Compared to resveratrol and GPA, metformin has been more extensively tested in models of PD. Metformin is the most widely prescribed medication for type-2 diabetes (T2D) and has well-established effects in the liver but is also taken up in the brain [169]. Treatment of mice with metformin for 5 weeks significantly ameliorated MPTP-induced degeneration of SNc DA neurons, partially restored striatal DA content, and fully restored normal motor behavior on the rotarod test [170]. Metformin also increased macroautophagy, reduced αSyn, decreased reactive microglia, and attenuated expression of proinflammatory cytokines. These findings were further tested in SH-SY5Y cells, where metformin similarly increased cell survival and attenuated lactate dehydrogenase (LDH) release following treatment with MPP+. Metformin also increased markers of macroautophagy, decreased ROS, and lowered the number of dysfunctional mitochondria. Each of these effects was prevented by the AMPK inhibitor compound C and by the macroautophagy inhibitor 3-Methyladenine (3-MA). These findings suggest that AMPK activation via metformin is neuroprotective through multiple mechanisms, including decreased neuroinflammation, clearance of αSyn, and increased mitochondrial quality control [170]. Similar results were observed in mice treated with MPTP for 1 week followed by 1 week of metformin treatment [171]. Metformin ameliorated the loss of SNc DA neurons, restored striatal DA content, attenuated motor deficits, and decreased reactive astrogliosis in the striatum and SNc. Metformin also increased expression of the neurotrophic factor BDNF. In MPP+ treated SH-SY5Y cells, inhibiting the BDNF receptor (TrkB) blocked the neuroprotective effects of metformin, suggesting that BDNF signaling might be a critical pro-survival mechanism of metformin treatment [171].

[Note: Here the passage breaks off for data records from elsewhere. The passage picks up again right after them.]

//! File-backed memory mapping, retrying writes, and advisory locking with
//! stale-inode detection. These are the primitives every higher layer
//! (skiplist database, mailbox file set) builds its crash-safety on.

use std::fs::{File, OpenOptions};
use std::io::{self, IoSlice, Write};
use std::os::unix::io::AsRawFd;
use std::path::{Path, PathBuf};

use memmap2::{Mmap, MmapOptions};
use nix::libc;
use thiserror::Error;

#[derive(Debug, Error)]
pub enum IoError {
    #[error("I/O error: {0}")]
    Io(#[from] io::Error),
    #[error("lock error: {0}")]
    Lock(#[from] nix::Error),
}

pub type Result<T> = std::result::Result<T, IoError>;

/// Outcome of a lock acquisition. A caller that receives `NeedsRefresh`
/// MUST drop any cached metadata read from the file before continuing:
/// the path was replaced (e.g. by a skiplist checkpoint or a mailbox
/// index rename) while we were blocked waiting for the lock.
#[derive(Debug, Clone, Copy, PartialEq, Eq)]
pub enum LockOutcome {
    Fresh,
    NeedsRefresh,
}

/// A scoped read-only memory mapping over a file, re-mappable when the
/// underlying file grows. Release is guaranteed by `Drop` on `Mmap`.
pub struct MappedFile {
    file: File,
    path: PathBuf,
    map: Mmap,
    len: u64,
}

impl MappedFile {
    pub fn open(path: impl AsRef<Path>) -> Result<Self> {
        let path = path.as_ref().to_path_buf();
        let file = OpenOptions::new().read(true).write(true).open(&path)?;
        let len = file.metadata()?.len();
        let map = unsafe { MmapOptions::new().map(&file)? };
        Ok(Self {
            file,
            path,
            map,
            len,
        })
    }

    pub fn as_slice(&self) -> &[u8] {
        &self.map[..]
    }

    pub fn len(&self) -> u64 {
        self.len
    }

    pub fn is_empty(&self) -> bool {
        self.len == 0
    }

    pub fn path(&self) -> &Path {
        &self.path
    }

    pub fn file(&self) -> &File {
        &self.file
    }

    /// Re-map if the file has grown since the last map. mmap offers no
    /// portable in-place extend, so this drops the old mapping and
    /// creates a fresh one; callers must not hold slices from the old
    /// mapping across this call.
    pub fn map_refresh(&mut self) -> Result<bool> {
        let new_len = self.file.metadata()?.len();
        if new_len == self.len {
            return Ok(false);
        }
        self.map = unsafe { MmapOptions::new().map(&self.file)? };
        self.len = new_len;
        Ok(true)
    }

    fn ino(&self) -> Result<(u64, u64)> {
        use std::os::unix::fs::MetadataExt;
        let md = self.file.metadata()?;
        Ok((md.dev(), md.ino()))
    }

    /// Acquire an exclusive (write) lock, or a shared (read) lock, via
    /// advisory open-file-description locking. If the path's inode
    /// changed while we were blocked (some other process replaced the
    /// file, e.g. a checkpoint rename), close and reopen the path and
    /// report `NeedsRefresh`.
    pub fn lock_reopen(&mut self, exclusive: bool) -> Result<LockOutcome> {
        let before = self.ino()?;
        ofd_lock_wait(&self.file, exclusive)?;

        let reopened = File::open(&self.path).and_then(|f| f.metadata()).ok();
        let after = match reopened {
            Some(md) => {
                use std::os::unix::fs::MetadataExt;
                (md.dev(), md.ino())
            }
            None => before,
        };

        if after != before {
            // release the stale lock, reopen, and re-acquire on the fresh file
            ofd_unlock(&self.file)?;
            self.file = OpenOptions::new().read(true).write(true).open(&self.path)?;
            ofd_lock_wait(&self.file, exclusive)?;
            self.map_refresh()?;
            Ok(LockOutcome::NeedsRefresh)
        } else {
            Ok(LockOutcome::Fresh)
        }
    }

    pub fn unlock(&self) -> Result<()> {
        ofd_unlock(&self.file)
    }
}

/// Acquire an open-file-description lock (`F_OFD_SETLKW`), blocking
/// until available. Whole-file range (`l_len == 0`), matching the
/// skiplist/mailbox lock discipline of whole-file exclusivity.
fn ofd_lock_wait(file: &File, exclusive: bool) -> Result<()> {
    let mut fl: libc::flock = unsafe { std::mem::zeroed() };
    fl.l_type = if exclusive {
        libc::F_WRLCK as libc::c_short
    } else {
        libc::F_RDLCK as libc::c_short
    };
    fl.l_whence = libc::SEEK_SET as libc::c_short;
    fl.l_start = 0;
    fl.l_len = 0;

    let fd = file.as_raw_fd();
    loop {
        let ret = unsafe { libc::fcntl(fd, libc::F_OFD_SETLKW, &mut fl as *mut libc::flock) };
        if ret == 0 {
            return Ok(());
        }
        let errno = io::Error::last_os_error();
        if errno.kind() != io::ErrorKind::Interrupted {
            return Err(IoError::Io(errno));
        }
    }
}

fn ofd_unlock(file: &File) -> Result<()> {
    let mut fl: libc::flock = unsafe { std::mem::zeroed() };
    fl.l_type = libc::F_UNLCK as libc::c_short;
    fl.l_whence = libc::SEEK_SET as libc::c_short;
    fl.l_start = 0;
    fl.l_len = 0;

    let fd = file.as_raw_fd();
    let ret = unsafe { libc::fcntl(fd, libc::F_OFD_SETLK, &mut fl as *mut libc::flock) };
    if ret != 0 {
        return Err(IoError::Io(io::Error::last_os_error()));
    }
    Ok(())
}

/// Writes the whole buffer, looping on short writes. Short-circuits
/// only on a hard error (anything but `Interrupted`/`WouldBlock`).
pub fn retry_write(file: &mut File, mut buf: &[u8]) -> Result<()> {
    while !buf.is_empty() {
        match file.write(buf) {
            Ok(0) => return Err(IoError::Io(io::Error::from(io::ErrorKind::WriteZero))),
            Ok(n) => buf = &buf[n..],
            Err(e) if e.kind() == io::ErrorKind::Interrupted => continue,
            Err(e) => return Err(IoError::Io(e)),
        }
    }
    Ok(())
}

/// Vectored variant of [`retry_write`]; loops until every slice has been
/// fully consumed, re-slicing the partially written head on a short
/// write.
pub fn retry_writev(file: &mut File, bufs: &[&[u8]]) -> Result<()> {
    let mut owned: Vec<Vec<u8>> = bufs.iter().map(|b| b.to_vec()).collect();
    let mut start = 0usize;
    while start < owned.len() {
        let slices: Vec<IoSlice> = owned[start..]
            .iter()
            .map(|v| IoSlice::new(v.as_slice()))
            .collect();
        match file.write_vectored(&slices) {
            Ok(0) => return Err(IoError::Io(io::Error::from(io::ErrorKind::WriteZero))),
            Ok(mut n) => {
                // consume n bytes from the front of owned[start..]
                while n > 0 && start < owned.len() {
                    if n >= owned[start].len() {
                        n -= owned[start].len();
                        start += 1;
                    } else {
                        owned[start].drain(0..n);
                        n = 0;
                    }
                }
            }
            Err(e) if e.kind() == io::ErrorKind::Interrupted => continue,
            Err(e) => return Err(IoError::Io(e)),
        }
    }
    Ok(())
}

#[cfg(test)]
mod tests {
    use super::*;
    use std::io::Read;

    #[test]
    fn retry_write_writes_whole_buffer() {
        let mut f = tempfile::tempfile().unwrap();
        retry_write(&mut f, b"hello world").unwrap();
        let mut back = Vec::new();
        use std::io::{Seek, SeekFrom};
        f.seek(SeekFrom::Start(0)).unwrap();
        f.read_to_end(&mut back).unwrap();
        assert_eq!(back, b"hello world");
    }

    #[test]
    fn retry_writev_writes_all_slices() {
        let mut f = tempfile::tempfile().unwrap();
        retry_writev(&mut f, &[b"ab", b"cd", b"ef"]).unwrap();
        let mut back = Vec::new();
        use std::io::{Seek, SeekFrom};
        f.seek(SeekFrom::Start(0)).unwrap();
        f.read_to_end(&mut back).unwrap();
        assert_eq!(back, b"abcdef");
    }

    #[test]
    fn lock_reopen_reports_fresh_when_inode_unchanged() {
        let dir = tempfile::tempdir().unwrap();
        let path = dir.path().join("f");
        std::fs::write(&path, b"0123").unwrap();
        let mut mf = MappedFile::open(&path).unwrap();
        let outcome = mf.lock_reopen(true).unwrap();
        assert_eq!(outcome, LockOutcome::Fresh);
        mf.unlock().unwrap();
    }

    #[test]
    fn lock_reopen_detects_replaced_file() {
        let dir = tempfile::tempdir().unwrap();
        let path = dir.path().join("f");
        std::fs::write(&path, b"0123").unwrap();
        let mut mf = MappedFile::open(&path).unwrap();

        // simulate a checkpoint: someone else replaces the path
        let tmp = dir.path().join("f.new");
        std::fs::write(&tmp, b"new-content").unwrap();
        std::fs::rename(&tmp, &path).unwrap();

        let outcome = mf.lock_reopen(true).unwrap();
        assert_eq!(outcome, LockOutcome::NeedsRefresh);
        assert_eq!(mf.as_slice(), b"new-content");
        mf.unlock().unwrap();
    }
}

Increased BDNF was also observed in mice treated with metformin for 21 days, concurrent with MPTP for the first 5 days [172]. Interestingly, after 4 days of treatment, motor deficits were equivalent between MPTP and MPTP+metformin treated mice, indicating that metformin did not attenuate the acute toxicity of MPTP. However, by day 20 motor function was significantly improved in the metformin treated mice, while remaining unchanged in the MPTP-only group. Metformin treated mice also had increased expression of the antioxidant enzymes SOD and catalase, decreased evidence of oxidative stress, and attenuated loss of SNc DA neurons [172]. These findings suggest that the chronic treatment regimen of metformin may have promoted neuronal repair, with BDNF possibly playing an important role.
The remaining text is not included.